Ses débuts en Europe sont, une nouvelle fois, compliqués, puisque le défenseur brésilien doit attendre la 14ème journée de Ledman Liga Pro (2ème division portugaise) pour effectuer ses premiers pas sous le maillot du FC Porto B. Finalement, Diego Carlos va seulement prendre part à 19 matchs de championnat sur 46 pour sa première saison en Europe.

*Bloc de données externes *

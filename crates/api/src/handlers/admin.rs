//! Handlers for `/admin/locks`.
//!
//! All handlers require the `admin` role via [`RequireAdmin`].

use axum::extract::{Path, State};
use axum::Json;
use editlock_core::lock::LockRecord;
use editlock_core::types::{DbId, RecordId};
use serde::Serialize;

use crate::error::AppResult;
use crate::middleware::rbac::RequireAdmin;
use crate::response::DataResponse;
use crate::state::AppState;

#[derive(Debug, Serialize)]
pub struct ForceUnlockResponse {
    /// Whether a lock row existed and was removed.
    pub removed: bool,
}

/// GET /api/v1/admin/locks
pub async fn list_locks(
    RequireAdmin(_admin): RequireAdmin,
    State(state): State<AppState>,
) -> AppResult<Json<DataResponse<Vec<LockRecord>>>> {
    let locks = state.coordinator.list_live().await?;
    Ok(Json(DataResponse { data: locks }))
}

/// POST /api/v1/admin/locks/{entity_type}/{entity_id}/force-unlock
pub async fn force_unlock(
    RequireAdmin(admin): RequireAdmin,
    State(state): State<AppState>,
    Path((entity_type, entity_id)): Path<(String, DbId)>,
) -> AppResult<Json<DataResponse<ForceUnlockResponse>>> {
    let record_id = RecordId::new(entity_type, entity_id)?;
    let removed = state.coordinator.force_unlock(&record_id).await?;

    tracing::info!(
        admin_id = admin.user_id,
        record = %record_id,
        removed,
        "Admin force-unlocked record"
    );

    Ok(Json(DataResponse {
        data: ForceUnlockResponse { removed },
    }))
}
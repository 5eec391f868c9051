use std::net::SocketAddr;
use std::sync::Arc;
use std::time::Duration;

use editlock_core::clock::SystemClock;
use editlock_core::coordinator::LockCoordinator;
use editlock_core::memory::{InMemoryLockStore, InMemoryVersionStore};
use editlock_core::store::{LockStore, VersionStore};
use editlock_db::{DbPool, PgLockStore, PgVersionStore};
use tokio_util::sync::CancellationToken;
use tracing_subscriber::layer::SubscriberExt;
use tracing_subscriber::util::SubscriberInitExt;
use tracing_subscriber::EnvFilter;

use editlock_api::background;
use editlock_api::config::ServerConfig;
use editlock_api::router::build_app_router;
use editlock_api::state::AppState;

const DEFAULT_LOG_FILTER: &str = "editlock_api=debug,editlock_core=debug,editlock_db=info,tower_http=debug";

type Stores = (Arc<dyn LockStore>, Arc<dyn VersionStore>, Option<DbPool>);

#[tokio::main]
async fn main() {
    dotenvy::dotenv().ok();
    init_tracing();

    let config = ServerConfig::from_env().expect("Invalid server configuration");
    tracing::info!(
        addr = %format!("{}:{}", config.host, config.port),
        lease_secs = config.lock.lease_duration.as_secs(),
        warning_lead_secs = config.lock.warning_lead_time.as_secs(),
        "Loaded server configuration"
    );

    let (locks, versions, pool) = open_stores().await;
    let coordinator = Arc::new(LockCoordinator::new(
        locks,
        versions,
        Arc::new(SystemClock),
        config.lock,
    ));

    let shutdown = CancellationToken::new();
    let sweeper = tokio::spawn(background::lock_sweeper::run(
        Arc::clone(&coordinator),
        Duration::from_secs(config.lock_sweep_interval_secs),
        shutdown.child_token(),
    ));

    let state = AppState {
        coordinator,
        pool,
        config: Arc::new(config.clone()),
    };
    let app = build_app_router(state, &config).expect("Failed to build router");

    let addr = SocketAddr::new(
        config.host.parse().expect("HOST must be an IP address"),
        config.port,
    );
    let listener = tokio::net::TcpListener::bind(addr)
        .await
        .expect("Failed to bind to address");
    tracing::info!(%addr, "Edit-lock server listening");

    axum::serve(listener, app)
        .with_graceful_shutdown(shutdown_signal())
        .await
        .expect("Server error");

    shutdown.cancel();
    if tokio::time::timeout(Duration::from_secs(5), sweeper).await.is_err() {
        tracing::warn!("Lock sweeper did not stop in time");
    }
    tracing::info!("Shutdown complete");
}

/// `RUST_LOG` filters; `LOG_FORMAT=json` switches to one JSON object per line.
fn init_tracing() {
    let filter = EnvFilter::try_from_default_env().unwrap_or_else(|_| DEFAULT_LOG_FILTER.into());
    let json = std::env::var("LOG_FORMAT").is_ok_and(|v| v.eq_ignore_ascii_case("json"));

    let registry = tracing_subscriber::registry().with(filter);
    if json {
        registry.with(tracing_subscriber::fmt::layer().json()).init();
    } else {
        registry.with(tracing_subscriber::fmt::layer()).init();
    }
}

/// PostgreSQL when `DATABASE_URL` is set, otherwise process memory.
async fn open_stores() -> Stores {
    let Ok(database_url) = std::env::var("DATABASE_URL") else {
        tracing::warn!("DATABASE_URL not set, locks live in memory and are lost on restart");
        return (
            Arc::new(InMemoryLockStore::new()),
            Arc::new(InMemoryVersionStore::new()),
            None,
        );
    };

    let pool = editlock_db::create_pool(&database_url)
        .await
        .expect("Failed to connect to database");
    editlock_db::health_check(&pool)
        .await
        .expect("Database health check failed");
    editlock_db::run_migrations(&pool)
        .await
        .expect("Failed to run database migrations");
    tracing::info!("Database ready, migrations applied");

    (
        Arc::new(PgLockStore::new(pool.clone())),
        Arc::new(PgVersionStore::new(pool.clone())),
        Some(pool),
    )
}

async fn shutdown_signal() {
    let ctrl_c = async {
        tokio::signal::ctrl_c()
            .await
            .expect("Failed to install Ctrl-C handler");
    };

    #[cfg(unix)]
    let terminate = async {
        tokio::signal::unix::signal(tokio::signal::unix::SignalKind::terminate())
            .expect("Failed to install SIGTERM handler")
            .recv()
            .await;
    };

    #[cfg(not(unix))]
    let terminate = std::future::pending::<()>();

    tokio::select! {
        () = ctrl_c => tracing::info!("SIGINT received, shutting down"),
        () = terminate => tracing::info!("SIGTERM received, shutting down"),
    }
}
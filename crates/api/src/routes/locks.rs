//! Route definitions for record locks.
//!
//! All endpoints require authentication via `AuthUser` extractor.

use axum::routing::{get, post};
use axum::Router;

use crate::handlers::locks;
use crate::state::AppState;

/// Lock routes mounted at `/locks`.
///
/// ```text
/// GET  /{entity_type}/{entity_id}           -> get_lock_status
/// POST /{entity_type}/{entity_id}/acquire   -> acquire_lock
/// POST /{entity_type}/{entity_id}/refresh   -> refresh_lock
/// POST /{entity_type}/{entity_id}/release   -> release_lock
/// ```
pub fn router() -> Router<AppState> {
    Router::new()
        .route("/{entity_type}/{entity_id}", get(locks::get_lock_status))
        .route("/{entity_type}/{entity_id}/acquire", post(locks::acquire_lock))
        .route("/{entity_type}/{entity_id}/refresh", post(locks::refresh_lock))
        .route("/{entity_type}/{entity_id}/release", post(locks::release_lock))
}
#[derive(Debug, Clone, Copy, PartialEq, Eq, Serialize, Deserialize)]
#[serde(rename_all = "snake_case")]
pub enum SessionState {
    /// Opened, no lock confirmed yet.
    Unlocked,
    /// Someone else holds the lock; the form is disabled.
    LockedOut,
    Editing,
    /// The lease is about to run out.
    Warning,
    /// The client-side countdown ran out. The form stays enabled; the
    /// server decides at save time.
    Expired,
    /// A save is in flight.
    Saving,
    /// Saved or navigated away. Terminal.
    Closed,
}

#[derive(Debug, Clone, Copy, PartialEq, Eq, Hash)]
pub enum TimerKind {
    Warning,
    Expiry,
}

#[derive(Debug, Clone, Copy, PartialEq, Eq)]
pub enum Operation {
    Acquire,
    Refresh,
    Save,
}

impl Operation {
    fn verb(self) -> &'static str {
        match self {
            Operation::Acquire => "acquire the lock",
            Operation::Refresh => "refresh the lock",
            Operation::Save => "save the record",
        }
    }
}

/// The single manual override the session currently offers.
#[derive(Debug, Clone, Copy, PartialEq, Eq)]
pub enum EscapeHatch {
    ForceRelease,
    ForceSave,
}

#[derive(Debug, Clone, PartialEq, Eq)]
pub enum SessionEvent {
    /// The editor was opened.
    Open,
    AcquireCompleted(AcquireOutcome),
    RefreshCompleted(RefreshOutcome),
    SaveCompleted(SaveOutcome),
    /// The coordinator could not be reached or failed.
    RequestFailed { operation: Operation, message: String },
    TimerFired(TimerKind),
    /// The user submitted the form.
    Submit,
    ForceSave,
    ForceRelease,
    NavigateAway,
}

#[derive(Debug, Clone, PartialEq, Eq)]
pub enum Effect {
    Acquire,
    Refresh,
    Release { mode: ReleaseMode },
    Save { attempt: SaveAttempt, force: bool },
    /// Arm a one-shot timer. Re-arming a kind replaces its previous deadline.
    ScheduleTimer { timer: TimerKind, at: Instant },
    CancelTimers,
    BindReleaseHook,
    UnbindReleaseHook,
    DisableForm,
    EnableForm,
    Notify(Notice),
}

#[derive(Debug, Clone, PartialEq, Eq)]
pub enum Notice {
    LockedBy { holder: UserId, expires_at: Timestamp },
    WasAlreadyLocked,
    ExpiryWarning { minutes: u64 },
    LockExpired,
    LockTakenOver,
    SaveRejected(SaveConflict),
    RecordNotFound,
    Saved,
    RequestFailed { operation: Operation, message: String },
}
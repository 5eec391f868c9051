//! Handlers for the `/locks` resource.
//!
//! The authenticated user is always the requester. Lock-state outcomes are
//! returned in the `data` envelope; only infrastructure failures are errors.

use axum::extract::{Path, State};
use axum::http::StatusCode;
use axum::response::IntoResponse;
use axum::Json;
use editlock_core::lock::{LockStatus, LockView, RefreshOutcome};
use editlock_core::types::{DbId, RecordId};
use serde::Serialize;

use crate::error::AppResult;
use crate::middleware::auth::AuthUser;
use crate::response::{with_status, DataResponse};
use crate::state::AppState;

/// `GET /locks/{entity_type}/{entity_id}` payload: the raw status plus how
/// it looks to the caller.
#[derive(Debug, Serialize)]
pub struct LockStatusResponse {
    #[serde(flatten)]
    pub status: LockStatus,
    pub view: LockView,
}

/// POST /api/v1/locks/{entity_type}/{entity_id}/acquire
pub async fn acquire_lock(
    auth: AuthUser,
    State(state): State<AppState>,
    Path((entity_type, entity_id)): Path<(String, DbId)>,
) -> AppResult<impl IntoResponse> {
    let record_id = RecordId::new(entity_type, entity_id)?;
    let outcome = state.coordinator.acquire(&record_id, auth.user_id).await?;
    Ok(Json(DataResponse { data: outcome }))
}

/// POST /api/v1/locks/{entity_type}/{entity_id}/refresh
///
/// 200 when refreshed (including a re-take of a lapsed or missing lease),
/// 409 when another user holds the lock.
pub async fn refresh_lock(
    auth: AuthUser,
    State(state): State<AppState>,
    Path((entity_type, entity_id)): Path<(String, DbId)>,
) -> AppResult<impl IntoResponse> {
    let record_id = RecordId::new(entity_type, entity_id)?;
    let outcome = state.coordinator.refresh(&record_id, auth.user_id).await?;

    let status = match &outcome {
        RefreshOutcome::Refreshed(_) => StatusCode::OK,
        RefreshOutcome::Conflict(_) => StatusCode::CONFLICT,
        RefreshOutcome::NotFound => StatusCode::NOT_FOUND,
    };
    Ok(with_status(status, outcome))
}

/// POST /api/v1/locks/{entity_type}/{entity_id}/release
///
/// Releasing a lock the caller does not hold is reported, not rejected.
pub async fn release_lock(
    auth: AuthUser,
    State(state): State<AppState>,
    Path((entity_type, entity_id)): Path<(String, DbId)>,
) -> AppResult<impl IntoResponse> {
    let record_id = RecordId::new(entity_type, entity_id)?;
    let outcome = state.coordinator.release(&record_id, auth.user_id).await?;
    Ok(Json(DataResponse { data: outcome }))
}

/// GET /api/v1/locks/{entity_type}/{entity_id}
pub async fn get_lock_status(
    auth: AuthUser,
    State(state): State<AppState>,
    Path((entity_type, entity_id)): Path<(String, DbId)>,
) -> AppResult<impl IntoResponse> {
    let record_id = RecordId::new(entity_type, entity_id)?;
    let status = state.coordinator.inspect(&record_id).await?;
    let view = status.view_for(auth.user_id);
    Ok(Json(DataResponse {
        data: LockStatusResponse { status, view },
    }))
}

Sa réputation de défenseur dur sur l’homme n’est en rien ébranlée puisqu’il écope de neuf cartons jaunes sur cette saison.
Cependant la première expérience européenne de Diego Carlos semble suffisante pour les dirigeants d’Estoril, qui décident de le conserver pour la saison 2015/2016. Saison qui va marquer un tournant dans la carrière du colosse de Barra Bonita.
Estoril, début du phénomène
C’est très simple, il commence la saison dans la peau d’un titulaire dès la première journée contre Benfica. Il ne quittera ensuite jamais le onze de départ, si ce n’est trois fois pour suspensions, et jouera un total de 31 matchs sur 34 possibles en Liga NOS. Il se mue même en buteur à deux reprises, contre Rio Ave et contre… Porto, son ancien club et ajoute à ses qualités un très bon jeu de tête, tant défensif qu’offensif.
Ces trois matchs de suspensions sont évidemment le seul point noir de la saison du jeune défenseur. Sept cartons jaunes et trois cartons rouges récoltés, on est loin du niveau exceptionnel de Sergio Ramos, mais cette fâcheuse tendance à collectionner les biscottes pourrait refroidir certains dirigeants à l’idée de s’offrir l’imposant (1m85, 79kg) brésilien.
Il est, cependant, un élément essentiel dans la très bonne saison de l’équipe de la ville voisine de Lisbonne, qui terminera la saison à la 8ème place du championnat et qui terminera 6ème meilleure défense, derrière les quatre grands portugais et Arouca.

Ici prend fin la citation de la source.